Fale um pouco da Post-Post-Post Revideoluciónque aparece no texto de abertura da série “Documentos”. Do que se trata?
Três vezes “post” significa para mim que a revoução é algo de um passado muito, muito, muito distante, talvez não cronologicamente, e sim psicologicamentre; me interessa trabalhar o conceito de tempo, e nele existem muitas dimensões, por exemplo a dimensão do trauma, do sofrimento das mentes que estiveram em guerra, que se sacrificaram por um ideal e que logo foram traídas. O tempo do trauma. A história como trauma. A cronologia de um trauma revolucionário. Na Nicarágua existem setores da classe dominante que querem apagar a história, tanto da direita como da esquerda. Para a direita a revolução é algo obscuro, do que não se tem nada que falar, do que há de se envergonhar, é o tempo culpado pela nossa situação atual.
Para a esquerda é uma façanha que se recorda ingenuamente, porque se submete a análises e pesquisas exaustivas. Podia haver resultados inconvenientes para eles como responsáveis atuais do fracasso de um movimento social que teve muitas possibilidades de dar uma lição de amor, solidariedade e resistência inteligente ao mundo inteiro.
Então o termo “post-post-post” cumpre a função de dizer: sim, é algo distante, mas aqui está, aceito que querem esquecer, mas ainda não o entendemos. Pesquisemos o fenômeno social e façamos uso das ferramentas tecnológicas e estéticas da cena contemporânea, tanto nas ciências sociais como na arte, para dar um passo ao entendimento do nosso comportamento como seres humanos.
Por outro lado, o termo “revideolución” trata de dar importância à ferramenta do vídeo para pesquisar essa revolução, e em geral para dizer coisas de uma maneira mais fácil e mais barata. O vídeo como substituto da película, como assassino da película, da química, mas ao mesmo tempo como uma ferramenta para democratizar e ampliar a produção de mensagens através da cinematografia, que finalmente é escrever com o registro do movimento. Hoje fazemos películas com orçamentos ridículos, se os comparamos com o dinheiro de que necessitávamos 10 anos atrás, e ainda mais, 30 anos atrás.
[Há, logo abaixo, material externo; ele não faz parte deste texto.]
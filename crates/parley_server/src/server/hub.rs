#![forbid(unsafe_code)]

use parley_domain::{ConnectionId, Identity, RoomId, UserId};
use parley_protocol::{Ack, Envelope, MessageType, Payload, PresenceEvent, codes, encode};
use thiserror::Error;
use tokio::sync::{mpsc, oneshot};
use tokio::task::JoinHandle;
use tokio_tungstenite::tungstenite::Utf8Bytes;
use tracing::{debug, info, warn};

use crate::server::lifecycle::{CloseReason, ConnState};
use crate::server::registry::{ConnectionHandle, Presence, Registry};

/// Who receives `user_online` / `user_offline`.
#[derive(Debug, Clone, Copy, PartialEq, Eq, Default)]
pub enum PresenceScope {
	/// Every connected user.
	#[default]
	Global,
	/// Only users sharing a room.
	Rooms,
}

impl PresenceScope {
	pub fn parse(s: &str) -> Option<Self> {
		match s.trim().to_ascii_lowercase().as_str() {
			"global" => Some(PresenceScope::Global),
			"rooms" => Some(PresenceScope::Rooms),
			_ => None,
		}
	}
}

/// Configuration for `Hub`.
#[derive(Debug, Clone)]
pub struct HubConfig {
	/// Bounded command intake.
	pub command_capacity: usize,
	pub presence_scope: PresenceScope,
}

impl Default for HubConfig {
	fn default() -> Self {
		Self {
			command_capacity: 4096,
			presence_scope: PresenceScope::Global,
		}
	}
}

#[derive(Debug, Error, Clone, PartialEq, Eq)]
pub enum HubError {
	#[error("hub is not running")]
	Closed,
	#[error("connection {0} is not in the authenticated state")]
	NotAuthenticated(ConnectionId),
	#[error("connection {0} is already registered")]
	AlreadyRegistered(ConnectionId),
}

/// Frames are encoded once and shared by every recipient.
pub fn encode_frame(envelope: &Envelope) -> Option<Utf8Bytes> {
	match encode(envelope) {
		Ok(text) => Some(Utf8Bytes::from(text)),
		Err(e) => {
			warn!(error = %e, kind = %envelope.message_type(), "failed to encode outbound envelope");
			None
		}
	}
}

enum HubCommand {
	Register {
		handle: ConnectionHandle,
		reply: oneshot::Sender<Result<Vec<PresenceEvent>, HubError>>,
	},
	Unregister {
		conn: ConnectionId,
	},
	Join {
		conn: ConnectionId,
		room: RoomId,
	},
	Leave {
		conn: ConnectionId,
		room: RoomId,
	},
	IsMember {
		conn: ConnectionId,
		room: RoomId,
		reply: oneshot::Sender<bool>,
	},
	BroadcastRoom {
		origin: ConnectionId,
		room: RoomId,
		frame: Utf8Bytes,
		ack: Ack,
	},
	SendDirect {
		origin: ConnectionId,
		to: UserId,
		frame: Utf8Bytes,
		ack: Ack,
	},
	TypingRoom {
		origin: ConnectionId,
		room: RoomId,
		frame: Utf8Bytes,
	},
	TypingUser {
		origin: ConnectionId,
		to: UserId,
		frame: Utf8Bytes,
	},
	Deliver {
		conn: ConnectionId,
		frame: Utf8Bytes,
	},
	RoomMembers {
		room: RoomId,
		reply: oneshot::Sender<Vec<ConnectionId>>,
	},
	Presence {
		user: UserId,
		reply: oneshot::Sender<Option<Presence>>,
	},
	ConnectionCount {
		reply: oneshot::Sender<usize>,
	},
	Shutdown {
		reply: oneshot::Sender<usize>,
	},
}

/// Cloneable handle to the hub task.
#[derive(Debug, Clone)]
pub struct HubHandle {
	tx: mpsc::Sender<HubCommand>,
}

impl std::fmt::Debug for HubCommand {
	fn fmt(&self, f: &mut std::fmt::Formatter<'_>) -> std::fmt::Result {
		f.write_str(self.name())
	}
}

impl HubCommand {
	fn name(&self) -> &'static str {
		match self {
			HubCommand::Register { .. } => "register",
			HubCommand::Unregister { .. } => "unregister",
			HubCommand::Join { .. } => "join",
			HubCommand::Leave { .. } => "leave",
			HubCommand::IsMember { .. } => "is_member",
			HubCommand::BroadcastRoom { .. } => "broadcast_room",
			HubCommand::SendDirect { .. } => "send_direct",
			HubCommand::TypingRoom { .. } => "typing_room",
			HubCommand::TypingUser { .. } => "typing_user",
			HubCommand::Deliver { .. } => "deliver",
			HubCommand::RoomMembers { .. } => "room_members",
			HubCommand::Presence { .. } => "presence",
			HubCommand::ConnectionCount { .. } => "connection_count",
			HubCommand::Shutdown { .. } => "shutdown",
		}
	}
}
Como é a cena de arte eletrônica na Nicarágua? Existem espaços de exibição regulares?
Espaços específicos não existem, estamos tratando de criá-los. A arte na Nicarágua é concebida como óleo sobre tela. A arte tem que ser bonita e caber na parede das casas burguesas e dos bancos. Existe somente um museu de arte em toda a Nicarágua, e o critério da curadoria de sua coleção é o gosto de seu dono, que é banqueiro. As galerias cumprem os gostos do mesmo público e poucas vezes se arriscam a mostrar trabalhos experimentais, muito menos eletrônicos. A formação acadêmica em meios eletrônicos não existe em nenhuma instituição educativa, e a maioria dos nossos artistas trabalha somente guiada por seus instintos. O workshop de vídeo experimental organizado pelo E.V.I.L. trata de dar opções nessa linha, mas não é tão fácil. A revista Estrago está incluindo um CD em cada edição com trabalhos em vídeo, áudios e fotografias, mas não conseguimos organizar espaços sólidos e permanentes. O Cineclube que o E.V.I.L. pretende organizar aponta para esse objetivo. As tentativas de produzir espaços de debate e crítica não têm funcionado, e terminam sendo espaços para dar continuidade a lutas sem sentido entre grupos artísticos.
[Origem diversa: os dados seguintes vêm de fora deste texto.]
use parley_domain::{ConversationId, MessageId, RoomId, UserId};
use parley_protocol::{
	Ack, DirectMessage, Envelope, HistoryPage, MessageType, Payload, ProtocolError, RoomMessage, codes, decode, encode,
};
use proptest::prelude::*;

#[test]
fn stamped_room_message_encodes_all_fields() {
	let env = Envelope::new(Payload::RoomMessage(RoomMessage {
		room_id: RoomId(42),
		content: "hi".to_string(),
		sender_id: Some(UserId(1)),
		sender_username: Some("alice".to_string()),
		message_id: Some(MessageId(900)),
	}));

	let text = encode(&env).expect("encode");
	let value: serde_json::Value = serde_json::from_str(&text).expect("json");

	assert_eq!(value["type"], "room_message");
	assert_eq!(value["payload"]["room_id"], 42);
	assert_eq!(value["payload"]["content"], "hi");
	assert_eq!(value["payload"]["sender_id"], 1);
	assert_eq!(value["payload"]["sender_username"], "alice");
	assert_eq!(value["payload"]["message_id"], 900);

	let back = decode(&text).expect("decode");
	assert_eq!(back.payload, env.payload);
}

#[test]
fn unstamped_direct_message_omits_server_fields() {
	let env = Envelope::new(Payload::DirectMessage(DirectMessage {
		to_user_id: UserId(2),
		content: "hey".to_string(),
		from_user_id: None,
		from_username: None,
		conversation_id: None,
		message_id: None,
	}));

	let value: serde_json::Value = serde_json::from_str(&encode(&env).expect("encode")).expect("json");
	let payload = value["payload"].as_object().expect("payload object");
	assert_eq!(payload.len(), 2);
	assert!(payload.contains_key("to_user_id"));
	assert!(payload.contains_key("content"));
}

#[test]
fn history_request_requires_matching_target() {
	let ok = decode(r#"{"type":"load_conversation","payload":{"conversation_id":5,"limit":20,"before_id":100}}"#)
		.expect("decode");
	match ok.payload {
		Payload::LoadConversation(page) => {
			assert_eq!(page.conversation_id, Some(ConversationId(5)));
			assert_eq!(page.before_id, Some(MessageId(100)));
			assert_eq!(page.limit, 20);
		}
		other => panic!("unexpected payload: {other:?}"),
	}

	let wrong = decode(r#"{"type":"load_room_history","payload":{"conversation_id":5,"limit":20}}"#).unwrap_err();
	assert_eq!(wrong.code(), codes::INVALID_PAYLOAD);
}

#[test]
fn history_page_without_limit_defaults_to_zero() {
	let env = decode(r#"{"type":"load_room_history","payload":{"room_id":3}}"#).expect("decode");
	match env.payload {
		Payload::LoadRoomHistory(HistoryPage { limit, before_id, .. }) => {
			assert_eq!(limit, 0);
			assert!(before_id.is_none());
		}
		other => panic!("unexpected payload: {other:?}"),
	}
}

#[test]
fn success_ack_carries_action_name() {
	let mut ack = Ack::new(MessageType::DirectMessage);
	ack.delivered = Some(false);
	ack.message_id = Some(MessageId(7));

	let value: serde_json::Value = serde_json::from_str(&encode(&Envelope::ack(ack)).expect("encode")).expect("json");
	assert_eq!(value["type"], "success");
	assert_eq!(value["payload"]["action"], "direct_message");
	assert_eq!(value["payload"]["delivered"], false);
	assert_eq!(value["payload"]["message_id"], 7);
}

#[test]
fn malformed_json_and_missing_payload_map_to_codes() {
	let malformed = decode("{not json").unwrap_err();
	assert_eq!(malformed.code(), codes::MALFORMED_ENVELOPE);

	let missing = decode(r#"{"type":"room_message"}"#).unwrap_err();
	assert_eq!(missing, ProtocolError::MissingPayload(MessageType::RoomMessage));
	assert_eq!(missing.code(), codes::INVALID_PAYLOAD);

	let null_payload = decode(r#"{"type":"join_room","payload":null}"#).unwrap_err();
	assert_eq!(null_payload, ProtocolError::MissingPayload(MessageType::JoinRoom));
}

#[test]
fn type_names_are_matched_exactly() {
	let padded = decode(r#"{"type":" join_room ","payload":{"room_id":1}}"#).unwrap_err();
	assert_eq!(padded, ProtocolError::UnknownType(" join_room ".to_string()));
	assert_eq!(padded.code(), codes::UNKNOWN_TYPE);

	let upper = decode(r#"{"type":"JOIN_ROOM","payload":{"room_id":1}}"#).unwrap_err();
	assert_eq!(upper.code(), codes::UNKNOWN_TYPE);
}

#[test]
fn error_envelope_for_protocol_error_is_decodable() {
	let err = ProtocolError::UnknownType("shout".to_string());
	let text = encode(&err.to_envelope()).expect("encode");
	match decode(&text).expect("decode").payload {
		Payload::Error(body) => {
			assert_eq!(body.code, codes::UNKNOWN_TYPE);
			assert!(body.message.contains("shout"));
		}
		other => panic!("unexpected payload: {other:?}"),
	}
}

#[test]
fn every_type_name_round_trips_through_from_wire() {
	for kind in MessageType::ALL {
		assert_eq!(MessageType::from_wire(kind.as_str()), Some(kind));
	}
}

proptest! {
	#[test]
	fn unknown_types_are_always_rejected(kind in "[a-z_]{1,24}") {
		prop_assume!(MessageType::from_wire(&kind).is_none());
		let text = format!(r#"{{"type":"{kind}","payload":{{}}}}"#);
		let err = decode(&text).unwrap_err();
		prop_assert_eq!(err.code(), codes::UNKNOWN_TYPE);
	}

	#[test]
	fn arbitrary_text_never_panics(text in ".{0,256}") {
		let _ = decode(&text);
	}

	#[test]
	fn room_ids_survive_encoding(room in 1i64..i64::MAX, content in "[a-zA-Z0-9 ]{0,40}[a-zA-Z0-9]") {
		let env = Envelope::new(Payload::RoomMessage(RoomMessage {
			room_id: RoomId(room),
			content: content.clone(),
			sender_id: None,
			sender_username: None,
			message_id: None,
		}));
		let back = decode(&encode(&env).unwrap()).unwrap();
		prop_assert_eq!(back.payload, env.payload);
	}
}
Na última exposição em homenagem ao 25º aniversário da Polícia Nacional, no Teatro Nacional Rubén Dario, templo da cultura institucionalizada na Nicarágua, rejeitaram meu trabalho em vídeo El diálogo en el vidrio y el cambio de clima, porque seu conteúdo poderia ser mal interpretado devido ao contexto da guerra do Iraque em uma exposição da Polícia. Isso fez com que a exposição não tivesse nada em vídeo, pois somente eu havia enviado um trabalho com essa técnica.
Dessa forma, o espaço para trabalhos eletrônicos se limita a pequenas mostras organizadas pelos mesmos artistas em espaços alternativos, como o Instituto de Historia de Nicaragua y Centroamérica (IHNCA), da Universidad Centroamericana (UCA), e a Sala de Teatro Justo Rufino Garay. Por outro lado, estão sendo feitos experimentos com amigos músicos e se projetam vídeos sincronizados em concertos de rock do “Grupo Armado” e em festas com DJs, como é o caso de Revolta Sonora.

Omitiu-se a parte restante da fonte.